La nullité relative sanctionne la violation d’une règle d’intérêt privé. Il suffit donc en théorie que les personnes protégées puissent s’en prévaloir. Or, bien que censées protéger notamment l’une des parties au contrat, la nullité relative semble paradoxalement souvent manquer sa visée.

Pour deux raisons :

Tout d’abord sa mise en oeuvre apparaît en pratique incertaine (A).

Ensuite, la possibilité d’une confirmation d’un contrat potentiellement nul de nullité relative peut s’avérer particulièrement nuisible au contractant salarié (B).


A/ L’incertitude de la mise en oeuvre de la nullité relative ou la nécessité d’une extention du droit de critique.

Cette incertitude tient à l’exclusivité du droit de critique détenue par la personne protégée par la loi (1). Une des solutions à cette difficulté serait d’élargir le droit d’action en nullité (2).

1/ Une exclusivité du droit de critique nuisible à la protection du contractant.

S’il est vrai, et Ghestin l’a fort bien rappelé, que l’action en nullité est reservée la personnne protégée, dans la mesure où il serait inconcevable qu’une telle action se retourne contre celle-ci, en particulier en cas d’exercice de l’action à son profit par le contractant de celui que la loi vient protéger, il demeure pour autant qu’un tel système n’est pas dénué d’une certaine perversité.

En effet, en laissant le sort de l’acte à la discretion d’un nombre minimal de personnes, la mise en oeuvre d’une action en nullité en devient radicalement incertaine, et dès lors il n’est pas impossible en pratique qu’un contract vicié, lésionnaire, voire comportant des clauses manifestement abusives puisse conserver toute son efficacité malgré tout, et produire par là des effets nuisibles au contractant que la loi vient pourtant en théorie protéger, lequel, malgré les postulats péremptoires de la très idéaliste théorie de l’autonomie de la volonté et son relent de kantisme mal digéré autant que contredit par les réalités de l’histoire, peut fort bien subir en pratique diverses pressions de la part de son cocontractant, lui interdisant de fait toute action.

De surcroît le législateur pour sa part, c’est un constat, semble promouvoir la stabilité contractuelle en réduisant autant que possible le délai de prescription des nullités relatives : decennale avant la loi du 3 janvier 1968, elle est devenue quinquennale.
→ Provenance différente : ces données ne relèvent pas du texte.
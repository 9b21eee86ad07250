//! Rollout of prepared clips through an external transcoder.
//!
//! Clips are dropped into the rollout directory ahead of the show. A rollout
//! request names one of them; the transcoder decodes it to raw UYVY video
//! and s16le audio, written to the playout process's two input pipes, while
//! live encode is suspended. The transcoder's stderr carries only its own
//! diagnostics, which are copied to the log.
//!
//! Requested filenames are never trusted: they must resolve to a regular
//! file directly inside the rollout directory with a known extension, and
//! the transcoder is started with an argument vector, never a shell line.
//!
//! One rollout runs at a time. [`RolloutManager::claim`] hands out a
//! [`RolloutSlot`] that is released when the transcoder exits.

use std::ffi::OsString;
use std::fs;
use std::io;
use std::path::{Path, PathBuf};
use std::process::Stdio;
use std::sync::{Arc, Mutex, MutexGuard, PoisonError};

use log::{debug, error, info, warn};
use thiserror::Error;
use tokio::io::{AsyncBufReadExt, BufReader};
use tokio::process::{Child, Command};

/// Extensions accepted for rollout, compared case-insensitively
pub const ROLLOUT_EXTENSIONS: &[&str] = &["mov", "mpg"];

/// Raw video pipe inside the playout directory
pub const PLAYOUT_VIDEO: &str = "video.fifo";

/// Raw audio pipe inside the playout directory
pub const PLAYOUT_AUDIO: &str = "audio.fifo";

#[derive(Error, Debug)]
pub enum RolloutError {
    #[error("Invalid rollout file '{0}'")]
    InvalidFilename(String),

    #[error("Rollout file '{0}' not found")]
    NotFound(String),

    #[error("Rollout of {0} still running")]
    Busy(String),

    #[error("Playout input {0} is not available")]
    NoPlayout(String),

    #[error("Cannot start transcoder {0}: {1}")]
    Spawn(String, #[source] io::Error),

    #[error("Rollout directory I/O failed: {0}")]
    Io(#[from] io::Error),
}

/// Where the transcoder writes its two streams.
///
/// Both are created by the playout process (normally as FIFOs) before a
/// rollout is accepted.
#[derive(Debug, Clone, PartialEq, Eq)]
pub struct PlayoutOutputs {
    pub video: PathBuf,
    pub audio: PathBuf,
}

impl PlayoutOutputs {
    pub fn in_dir(dir: &Path) -> Self {
        PlayoutOutputs {
            video: dir.join(PLAYOUT_VIDEO),
            audio: dir.join(PLAYOUT_AUDIO),
        }
    }
}

type ActiveRollout = Arc<Mutex<Option<PathBuf>>>;

fn lock_active(active: &ActiveRollout) -> MutexGuard<'_, Option<PathBuf>> {
    active.lock().unwrap_or_else(PoisonError::into_inner)
}

/// Exclusive claim on the transcoder, released on drop.
#[derive(Debug)]
pub struct RolloutSlot {
    active: ActiveRollout,
    file: PathBuf,
}

impl RolloutSlot {
    pub fn file(&self) -> &Path {
        &self.file
    }
}

impl Drop for RolloutSlot {
    fn drop(&mut self) {
        *lock_active(&self.active) = None;
        debug!("Rollout slot for {} released", self.file.display());
    }
}

/// A running transcoder and the slot it holds.
#[derive(Debug)]
pub struct Rollout {
    child: Child,
    slot: RolloutSlot,
}

pub struct RolloutManager {
    base_dir: PathBuf,
    ffmpeg: PathBuf,
    outputs: PlayoutOutputs,
    active: ActiveRollout,
}

impl RolloutManager {
    /// Manage `base_dir`, creating it if needed.
    pub fn new(base_dir: &Path, ffmpeg: &Path, outputs: PlayoutOutputs) -> Result<Self, RolloutError> {
        fs::create_dir_all(base_dir)?;
        let base_dir = base_dir.canonicalize()?;
        debug!(
            "Rollout directory: {}, playout to {} and {}",
            base_dir.display(),
            outputs.video.display(),
            outputs.audio.display()
        );
        Ok(RolloutManager {
            base_dir,
            ffmpeg: ffmpeg.to_owned(),
            outputs,
            active: ActiveRollout::default(),
        })
    }

    pub fn base_dir(&self) -> &Path {
        &self.base_dir
    }

    /// The clip currently being rolled out.
    pub fn active(&self) -> Option<PathBuf> {
        lock_active(&self.active).clone()
    }

    /// Rollout candidates as absolute paths, sorted by name.
    pub fn list_files(&self) -> Result<Vec<PathBuf>, RolloutError> {
        let mut files: Vec<PathBuf> = fs::read_dir(&self.base_dir)?
            .flatten()
            .map(|entry| entry.path())
            .filter(|path| path.is_file() && has_rollout_extension(path))
            .collect();
        files.sort();
        Ok(files)
    }

    /// Resolve a requested filename to a file that may be rolled out.
    ///
    /// Accepts a bare name or an absolute path as listed by
    /// [`list_files`](Self::list_files).
    pub fn resolve(&self, filename: &str) -> Result<PathBuf, RolloutError> {
        if filename.is_empty() || filename.contains('\0') {
            return Err(RolloutError::InvalidFilename(filename.to_string()));
        }
        let requested = self.base_dir.join(filename);
        let canonical = match requested.canonicalize() {
            Ok(path) => path,
            Err(e) if e.kind() == io::ErrorKind::NotFound => {
                return Err(RolloutError::NotFound(filename.to_string()))
            }
            Err(e) => return Err(e.into()),
        };
        if canonical.parent() != Some(self.base_dir.as_path())
            || !canonical.is_file()
            || !has_rollout_extension(&canonical)
        {
            warn!("Rejected rollout of '{}' ({})", filename, canonical.display());
            return Err(RolloutError::InvalidFilename(filename.to_string()));
        }
        Ok(canonical)
    }

    /// Reserve the transcoder for `file`.
    ///
    /// Fails with [`RolloutError::Busy`] while another rollout runs and with
    /// [`RolloutError::NoPlayout`] when the playout inputs are missing.
    pub fn claim(&self, file: &Path) -> Result<RolloutSlot, RolloutError> {
        let mut active = lock_active(&self.active);
        if let Some(running) = active.as_ref() {
            return Err(RolloutError::Busy(running.display().to_string()));
        }
        for output in [&self.outputs.video, &self.outputs.audio] {
            if !output.exists() {
                return Err(RolloutError::NoPlayout(output.display().to_string()));
            }
        }
        *active = Some(file.to_owned());
        Ok(RolloutSlot {
            active: self.active.clone(),
            file: file.to_owned(),
        })
    }

    /// Transcoder arguments for `file`.
    pub fn transcoder_args(file: &Path, outputs: &PlayoutOutputs) -> Vec<OsString> {
        let mut args: Vec<OsString> = ["-nostats", "-loglevel", "error", "-y", "-i"]
            .iter()
            .map(OsString::from)
            .collect();
        args.push(file.as_os_str().to_owned());
        args.extend(
            ["-f", "rawvideo", "-s", "1920x1080", "-pix_fmt", "uyvy422"]
                .iter()
                .map(OsString::from),
        );
        args.push(outputs.video.as_os_str().to_owned());
        args.extend(
            ["-f", "s16le", "-ac", "2", "-ar", "48000"]
                .iter()
                .map(OsString::from),
        );
        args.push(outputs.audio.as_os_str().to_owned());
        args
    }

    /// Start the transcoder for a claimed slot.
    pub fn spawn(&self, slot: RolloutSlot) -> Result<Rollout, RolloutError> {
        info!("Rolling out {}", slot.file().display());
        let child = Command::new(&self.ffmpeg)
            .args(Self::transcoder_args(&slot.file, &self.outputs))
            .stdin(Stdio::null())
            .stdout(Stdio::null())
            .stderr(Stdio::piped())
            .kill_on_drop(true)
            .spawn()
            .map_err(|e| RolloutError::Spawn(self.ffmpeg.display().to_string(), e))?;
        Ok(Rollout { child, slot })
    }
}

fn has_rollout_extension(path: &Path) -> bool {
    path.extension()
        .and_then(|ext| ext.to_str())
        .map(|ext| {
            ROLLOUT_EXTENSIONS
                .iter()
                .any(|allowed| ext.eq_ignore_ascii_case(allowed))
        })
        .unwrap_or(false)
}

/// Log the transcoder's diagnostics until it exits, then free its slot.
pub async fn watch_rollout(mut rollout: Rollout) {
    let file = rollout.slot.file.display().to_string();
    if let Some(stderr) = rollout.child.stderr.take() {
        let mut lines = BufReader::new(stderr).lines();
        while let Ok(Some(line)) = lines.next_line().await {
            warn!("Transcoder ({}): {}", file, line);
        }
    }
    match rollout.child.wait().await {
        Ok(status) if status.success() => info!("Rollout of {} finished", file),
        Ok(status) => warn!("Rollout of {} exited with {}", file, status),
        Err(e) => error!("Lost track of rollout of {}: {}", file, e),
    }
}

#[cfg(test)]
mod tests {
    use super::*;
    use tempfile::TempDir;

    fn create_manager(ffmpeg: &str) -> (RolloutManager, TempDir) {
        let temp_dir = TempDir::new().unwrap();
        let outputs = PlayoutOutputs::in_dir(temp_dir.path());
        fs::write(&outputs.video, "").unwrap();
        fs::write(&outputs.audio, "").unwrap();
        let manager = RolloutManager::new(temp_dir.path(), Path::new(ffmpeg), outputs).unwrap();
        (manager, temp_dir)
    }

    fn create_test_manager() -> (RolloutManager, TempDir) {
        let (manager, temp_dir) = create_manager("ffmpeg");
        for name in ["b.mov", "a.MPG", "notes.txt", "c.mpg"] {
            fs::write(temp_dir.path().join(name), "clip").unwrap();
        }
        fs::create_dir(temp_dir.path().join("sub.mov")).unwrap();
        fs::write(temp_dir.path().join("sub.mov").join("inner.mov"), "clip").unwrap();
        (manager, temp_dir)
    }

    #[test]
    fn test_list_files() {
        let (manager, _temp) = create_test_manager();
        let names: Vec<String> = manager
            .list_files()
            .unwrap()
            .iter()
            .map(|p| {
                assert!(p.is_absolute());
                p.file_name().unwrap().to_string_lossy().into_owned()
            })
            .collect();
        assert_eq!(names, vec!["a.MPG", "b.mov", "c.mpg"]);
    }

    #[test]
    fn test_resolve_accepts_listed_files() {
        let (manager, _temp) = create_test_manager();
        let expected = manager.base_dir().join("b.mov");
        assert_eq!(manager.resolve("b.mov").unwrap(), expected);
        assert_eq!(
            manager.resolve(expected.to_str().unwrap()).unwrap(),
            expected
        );
    }

    #[test]
    fn test_resolve_rejects_unsafe_names() {
        let (manager, _temp) = create_test_manager();
        for name in ["notes.txt", "sub.mov", "sub.mov/inner.mov", "", "/etc/passwd"] {
            assert!(
                matches!(
                    manager.resolve(name),
                    Err(RolloutError::InvalidFilename(_)) | Err(RolloutError::NotFound(_))
                ),
                "{:?} should be rejected",
                name
            );
        }
        assert!(matches!(
            manager.resolve("missing.mov"),
            Err(RolloutError::NotFound(_))
        ));
        assert!(matches!(
            manager.resolve("../b.mov"),
            Err(RolloutError::InvalidFilename(_)) | Err(RolloutError::NotFound(_))
        ));
        assert!(matches!(
            manager.resolve("x.mov; rm -rf /"),
            Err(RolloutError::NotFound(_))
        ));
    }

    #[cfg(unix)]
    #[test]
    fn test_resolve_rejects_symlink_escape() {
        let (manager, temp) = create_test_manager();
        let outside = TempDir::new().unwrap();
        let target = outside.path().join("secret.mov");
        fs::write(&target, "secret").unwrap();
        std::os::unix::fs::symlink(&target, temp.path().join("link.mov")).unwrap();
        assert!(matches!(
            manager.resolve("link.mov"),
            Err(RolloutError::InvalidFilename(_))
        ));
    }

    #[test]
    fn test_transcoder_args() {
        let outputs = PlayoutOutputs::in_dir(Path::new("/run/playout"));
        let args = RolloutManager::transcoder_args(Path::new("/clips/a b.mov"), &outputs);
        let args: Vec<&str> = args.iter().map(|a| a.to_str().unwrap()).collect();
        assert_eq!(
            args,
            vec![
                "-nostats", "-loglevel", "error", "-y", "-i", "/clips/a b.mov", "-f", "rawvideo",
                "-s", "1920x1080", "-pix_fmt", "uyvy422", "/run/playout/video.fifo", "-f",
                "s16le", "-ac", "2", "-ar", "48000", "/run/playout/audio.fifo",
            ]
        );
    }

    #[test]
    fn test_second_claim_is_refused() {
        let (manager, _temp) = create_test_manager();
        let first = manager.resolve("b.mov").unwrap();
        let slot = manager.claim(&first).unwrap();
        assert_eq!(manager.active(), Some(first.clone()));

        let second = manager.resolve("c.mpg").unwrap();
        assert!(matches!(manager.claim(&second), Err(RolloutError::Busy(_))));

        drop(slot);
        assert_eq!(manager.active(), None);
        assert_eq!(manager.claim(&second).unwrap().file(), second.as_path());
    }

    #[test]
    fn test_claim_needs_playout_inputs() {
        let (manager, temp) = create_test_manager();
        fs::remove_file(temp.path().join(PLAYOUT_AUDIO)).unwrap();
        let file = manager.resolve("b.mov").unwrap();
        assert!(matches!(manager.claim(&file), Err(RolloutError::NoPlayout(_))));
        assert_eq!(manager.active(), None);
    }

    #[cfg(unix)]
    #[tokio::test]
    async fn test_spawn_and_watch_releases_slot() {
        let (manager, temp) = create_manager("true");
        fs::write(temp.path().join("clip.mov"), "clip").unwrap();
        let file = manager.resolve("clip.mov").unwrap();
        let rollout = manager.spawn(manager.claim(&file).unwrap()).unwrap();
        assert!(matches!(manager.claim(&file), Err(RolloutError::Busy(_))));
        watch_rollout(rollout).await;
        assert_eq!(manager.active(), None);
    }

    #[test]
    fn test_spawn_missing_transcoder() {
        let (manager, _temp) = create_manager("/nonexistent/ffmpeg-binary");
        let runtime = tokio::runtime::Runtime::new().unwrap();
        let _guard = runtime.enter();
        let slot = manager.claim(Path::new("/tmp/clip.mov")).unwrap();
        assert!(matches!(manager.spawn(slot), Err(RolloutError::Spawn(_, _))));
        assert_eq!(manager.active(), None);
    }
}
Au delà, des dispositions législatives spécifiques viennent couramment réduire encore cette prescription, à deux ans par exemple (v. art. 1427 du Code civil).
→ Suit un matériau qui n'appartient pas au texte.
//! # Replay Server
//!
//! Instant replay station controller with an HTTP control surface and
//! jog/shuttle hardware input.
//!
//! This crate provides the I/O shell around [`replay_core`]:
//! - Spool-directory video/audio sources ([`spool::SpoolSource`])
//! - A supervised hardware controller subsystem ([`controller`])
//! - The program playout clock ([`playout`])
//! - Rollout of prepared clips through an external transcoder ([`rollout`])
//! - The REST control surface (the `web` module in `main.rs`)
//!
//! ## Architecture
//!
//! ```text
//! ┌──────────────────────────────────────────────────────────┐
//! │                     replay-server                        │
//! │  ┌────────────┐  ┌──────────────┐  ┌──────────────────┐  │
//! │  │ REST API   │  │ Controller   │  │ Playout clock    │  │
//! │  │ (axum)     │  │ (evdev/stdin)│  │ (frame ticks)    │  │
//! │  └─────┬──────┘  └──────┬───────┘  └────────┬─────────┘  │
//! │        │                │                   │            │
//! │        ▼                ▼                   ▼            │
//! │  ┌─────────────────────────────────────────────────────┐ │
//! │  │        SharedSession (one Mutex<ReplaySession>)     │ │
//! │  └─────────────────────────────────────────────────────┘ │
//! │        │ live positions read before locking              │
//! │        ▼ media fetched without the lock                  │
//! │  ┌─────────────────────────────────────────────────────┐ │
//! │  │        SourceRegistry (SpoolSource per --source)    │ │
//! │  └─────────────────────────────────────────────────────┘ │
//! └──────────────────────────────────────────────────────────┘
//! ```
//!
//! ## Example: Starting the Server
//!
//! ```rust,no_run
//! use clap::Parser;
//! use replay_server::{Cli, Station};
//! use tokio_graceful_shutdown::Toplevel;
//! use std::time::Duration;
//!
//! #[tokio::main]
//! async fn main() {
//!     let args = Cli::parse_from(["replay-server", "-p", "8080", "--source", "/spool/cam-a"]);
//!     let station = Station::new(args).unwrap();
//!
//!     Toplevel::new(|s| async move {
//!         station.start_subsystems(&s);
//!         // Start web server, etc.
//!     })
//!     .catch_signals()
//!     .handle_shutdown_requests(Duration::from_secs(5))
//!     .await
//!     .unwrap();
//! }
//! ```
//!
//! ## Command-Line Interface
//!
//! See [`Cli`] for all available options. Key options:
//!
//! - `-p, --port` - HTTP server port (default: 3000)
//! - `-v` - Increase verbosity (use multiple times)
//! - `--source` - Spool directory of one camera, repeat per camera
//! - `--controller` - Jog/shuttle evdev device, or `-` for a stdin script
//! - `--playout-dir` - Where the playout process keeps its input pipes

use std::path::{Path, PathBuf};
use std::sync::Arc;

use clap::Parser;
use log::info;
use replay_core::{Rational, SharedSession, Source, SourceError, SourceRegistry};
use thiserror::Error;
use tokio_graceful_shutdown::{SubsystemBuilder, SubsystemHandle};

pub mod config;
pub mod controller;
pub mod playout;
pub mod rollout;
pub mod spool;

use controller::ControllerSupervisor;
use playout::PlayoutClock;
use rollout::{PlayoutOutputs, RolloutError, RolloutManager};
use spool::SpoolSource;

pub const VERSION: &str = env!("CARGO_PKG_VERSION");

#[derive(Parser, Clone, Debug)]
#[command(version, about)]
pub struct Cli {
    #[clap(flatten)]
    pub verbose: clap_verbosity_flag::Verbosity<clap_verbosity_flag::InfoLevel>,

    /// Port for webserver
    #[arg(short, long, default_value_t = 3000)]
    pub port: u16,

    /// Spool directory of a camera source. Repeat for each camera; the
    /// first is source 0.
    #[arg(long = "source", value_name = "DIR")]
    pub sources: Vec<PathBuf>,

    /// Jog/shuttle controller evdev node, or `-` to read a text script
    /// from stdin
    #[arg(long, value_name = "PATH")]
    pub controller: Option<PathBuf>,

    /// Directory holding clips for rollout [default: platform data dir]
    #[arg(long, value_name = "DIR")]
    pub rollout_dir: Option<PathBuf>,

    /// Transcoder used for rollout
    #[arg(long, default_value = "ffmpeg")]
    pub ffmpeg: PathBuf,

    /// Directory holding the playout process's `video.fifo` and
    /// `audio.fifo` [default: platform data dir]
    #[arg(long, value_name = "DIR")]
    pub playout_dir: Option<PathBuf>,

    /// Program clock rate, frames per second as a fraction
    #[arg(long, default_value = "30000/1001")]
    pub frame_rate: Rational,

    /// Length given to shots taken at the live position, 0 for open-ended
    #[arg(long, default_value_t = 0)]
    pub shot_length: i64,
}

impl Cli {
    pub fn rollout_dir(&self) -> PathBuf {
        self.rollout_dir
            .clone()
            .unwrap_or_else(config::default_rollout_dir)
    }

    pub fn playout_dir(&self) -> PathBuf {
        self.playout_dir
            .clone()
            .unwrap_or_else(config::default_playout_dir)
    }
}

#[derive(Error, Debug)]
pub enum StartupError {
    #[error("Cannot open source {}: {source}", path.display())]
    Source {
        path: PathBuf,
        #[source]
        source: SourceError,
    },

    #[error(transparent)]
    Rollout(#[from] RolloutError),

    #[error("Frame rate {0} is not usable")]
    FrameRate(Rational),
}

/// Everything the subsystems and the web server share.
#[derive(Clone)]
pub struct Station {
    pub args: Cli,
    pub session: SharedSession,
    pub sources: Arc<SourceRegistry>,
    pub rollout: Arc<RolloutManager>,
}

impl Station {
    /// Open the spool sources and rollout directory named by `args`.
    pub fn new(args: Cli) -> Result<Station, StartupError> {
        let mut sources: Vec<Arc<dyn Source>> = Vec::with_capacity(args.sources.len());
        for dir in &args.sources {
            let source = SpoolSource::open(dir).map_err(|source| StartupError::Source {
                path: dir.clone(),
                source,
            })?;
            info!("Source {}: {}", sources.len(), dir.display());
            sources.push(Arc::new(source));
        }
        let registry = SourceRegistry::new(sources).with_shot_length(args.shot_length);
        let rollout_dir = args.rollout_dir();
        Self::with_sources(args, registry, &rollout_dir)
    }

    /// Build a station around an existing registry.
    pub fn with_sources(
        args: Cli,
        sources: SourceRegistry,
        rollout_dir: &Path,
    ) -> Result<Station, StartupError> {
        if args.frame_rate.numerator == 0 || args.frame_rate.denominator == 0 {
            return Err(StartupError::FrameRate(args.frame_rate));
        }
        let outputs = PlayoutOutputs::in_dir(&args.playout_dir());
        let rollout = RolloutManager::new(rollout_dir, &args.ffmpeg, outputs)?;
        Ok(Station {
            args,
            session: SharedSession::default(),
            sources: Arc::new(sources),
            rollout: Arc::new(rollout),
        })
    }

    /// Start the playout clock and, if configured, the controller.
    pub fn start_subsystems(&self, subsystem: &SubsystemHandle) {
        let clock = PlayoutClock::new(self.session.clone(), self.args.frame_rate);
        subsystem.start(SubsystemBuilder::new("Playout", |subsys| clock.run(subsys)));

        match &self.args.controller {
            Some(path) => {
                let supervisor = ControllerSupervisor::new(
                    self.session.clone(),
                    self.sources.clone(),
                    path.clone(),
                );
                subsystem.start(SubsystemBuilder::new("Controller", |subsys| {
                    supervisor.run(subsys)
                }));
            }
            None => info!("No controller configured, HTTP control only"),
        }
    }
}

impl std::fmt::Debug for Station {
    fn fmt(&self, f: &mut std::fmt::Formatter<'_>) -> std::fmt::Result {
        write!(f, "Station {{ sources: {} }}", self.sources.len())
    }
}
Or, ainsi que l’a montré Couturier, la généralisation du droit de critique multiplie les chances d’une dénonciation de l’illicite et dès lors, participe à accroître l’efficacité de la protection du contractant. La probabilité d’une mise en oeuvre de la règle protectrice sont d’autant plus importantes que les demandeurs possibles de la nullité sont nombreux. Il ne serait donc pas inutile de procéder à une extention du droit de critique.

2/ Une extention souhaitable du droit de critique.

La doctrine a proposé d’ouvrir la nullité à un plus grand nombre de personnes, en mettant par exemple en place comme le propose Ghestin, des « nullités relatives généralisées », ou encore en accordant le droit de critique à tout interessé, ce qui reviendrait en réalité à faire des nullités relatives actuelles des nullités absolues, ni plus ni moins.

Kayser plus particulièrement, a proposé de sanctionner de nullité absolue les contrats relevant de l’ordre public de protection, lequel est censé assurer la prévention des abus de puissance économique, au motif que cette visée s’avère d’intérêt général, liée à « une certaine conception des rapports sociaux ». Seraient notamment concernés, les contrats lésionnaires sans cause ou comportant des clauses abusives. Il est certain qu’un tel système rendrait la protection du contractant plus efficace, à condition de lui aménager des limites, tenant particulièrement à l’interdiction d’une action en nullité de la part du contractant de la personne protégée.

Si la limitaton du droit de critique à la personne protégée peut lui être paradoxalement nuisible, il en va de même de la possible confirmation du contrat, admise en matière de nullité relative, pour ce qui concerne le contractant salarié.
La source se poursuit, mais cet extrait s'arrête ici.